The fight over who developed the CRISPR/Cas9 genome-editing tool first actually highlights science's history of parallel discoveries, writes Wired's Sarah Zhang, who is not related to the Broad Institute's Feng Zhang.

While the paper from University of California, Berkeley's Jennifer Doudna and Emmanuelle Charpentier, now at the Max Planck Institute for Infection Biology, came out first, the Broad's Zhang received the patent on the approach. But the University of California is disputing that patent award.

Wired's Zhang notes that this commonly told tale of two dueling labs leaves out a third lab at Vilnius University in Lithuania where Virginijus Siksnys was also working on CRISPR/Cas9 — his lab's paper came out in PNAS a short time after Doudna's and Charpentier's appeared in Science.

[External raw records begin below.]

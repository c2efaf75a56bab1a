pub mod posts;
pub mod sessions;

pub use posts::PostAggregator;
pub use sessions::{group_sessions, SessionAggregator};

use crate::config::MergePolicy;
use crate::types::{AggregatorState, RefreshOutcome};
use futures::future::join_all;
use interfaces::{ImportError, SourcePlugin};
use std::sync::atomic::{AtomicU8, Ordering};
use std::sync::Arc;
use tokio::sync::{Mutex, MutexGuard};
use tracing::{debug, info, warn};

/// Everything the enabled sources returned in one cycle.
pub(crate) struct Merged<E> {
    pub items: Vec<E>,
    pub failures: Vec<ImportError>,
}

/// Fetch every enabled source and merge the results.
///
/// Under `AbortCycle` any failure turns the whole cycle into `Err` with the
/// collected failures, so the caller keeps its previous snapshot.
pub(crate) async fn fetch_enabled<E: Send + 'static>(
    aggregator: &str,
    sources: &[Arc<dyn SourcePlugin<E>>],
    policy: MergePolicy,
) -> std::result::Result<Merged<E>, Vec<ImportError>> {
    let (enabled, disabled): (Vec<_>, Vec<_>) = sources.iter().partition(|s| s.enabled());
    for source in &disabled {
        debug!(aggregator, source = %source.name(), "Source disabled, not fetching");
    }

    let results = join_all(enabled.iter().map(|source| source.fetch())).await;

    let mut items = Vec::new();
    let mut failures = Vec::new();
    for (source, result) in enabled.iter().zip(results) {
        match result {
            Ok(mut batch) => {
                debug!(aggregator, source = %source.name(), count = batch.len(), "Fetched from source");
                items.append(&mut batch);
            }
            Err(e) => {
                warn!(aggregator, source = %source.name(), error = %e, "Source import failed");
                failures.push(e);
            }
        }
    }

    if !failures.is_empty() && policy == MergePolicy::AbortCycle {
        info!(aggregator, failed = failures.len(), "Keeping previous snapshot for this cycle");
        return Err(failures);
    }

    Ok(Merged { items, failures })
}

/// Aggregator state plus the exclusion that keeps refresh cycles from overlapping.
pub(crate) struct Lifecycle {
    state: AtomicU8,
    cycle: Mutex<()>,
}

impl Lifecycle {
    pub fn new() -> Self {
        Self {
            state: AtomicU8::new(AggregatorState::Uninitialized.as_u8()),
            cycle: Mutex::new(()),
        }
    }

    pub fn state(&self) -> AggregatorState {
        AggregatorState::from_u8(self.state.load(Ordering::SeqCst))
    }

    pub fn mark_stopped(&self) {
        self.state
            .store(AggregatorState::Stopped.as_u8(), Ordering::SeqCst);
    }

    /// Enter a refresh cycle, or say why not.
    pub fn begin(&self, aggregator: &str) -> std::result::Result<CycleGuard<'_>, RefreshOutcome> {
        let Ok(lock) = self.cycle.try_lock() else {
            debug!(aggregator, "Refresh already in progress, skipping");
            return Err(RefreshOutcome::Skipped);
        };

        let mut current = self.state.load(Ordering::SeqCst);
        loop {
            if AggregatorState::from_u8(current) == AggregatorState::Stopped {
                debug!(aggregator, "Aggregator stopped, not refreshing");
                return Err(RefreshOutcome::Stopped);
            }
            match self.state.compare_exchange(
                current,
                AggregatorState::Refreshing.as_u8(),
                Ordering::SeqCst,
                Ordering::SeqCst,
            ) {
                Ok(_) => break,
                Err(actual) => current = actual,
            }
        }

        Ok(CycleGuard {
            lifecycle: self,
            _lock: lock,
        })
    }
}

/// Held for the duration of one cycle. Dropping it returns the aggregator to
/// `Ready` unless it was stopped in the meantime.
pub(crate) struct CycleGuard<'a> {
    lifecycle: &'a Lifecycle,
    _lock: MutexGuard<'a, ()>,
}

impl Drop for CycleGuard<'_> {
    fn drop(&mut self) {
        let _ = self.lifecycle.state.compare_exchange(
            AggregatorState::Refreshing.as_u8(),
            AggregatorState::Ready.as_u8(),
            Ordering::SeqCst,
            Ordering::SeqCst,
        );
    }
}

The time, Wired's Zhang says, was ripe for CRISPR/Cas9, as research builds upon an "accumulated cultural base," as sociologist Robert Merton puts it. That is, there was groundwork in place performed by other researchers to pave the way for CRISPR/Cas9. "[D]iscoveries don't drop out of the air — they're products of their time," she adds.

Wired's Zhang then argues that parallel discoveries are a recurrent theme throughout the history of science. For instance, she notes that Isaac Newton and Gottfried Leibniz independently discovered calculus, and Charles Darwin and Alfred Russel Wallace both developed the theory of evolution.

"The problem is, though, is that Nobel prizes go to a maximum of three people, and patents only to one group of inventors," she adds.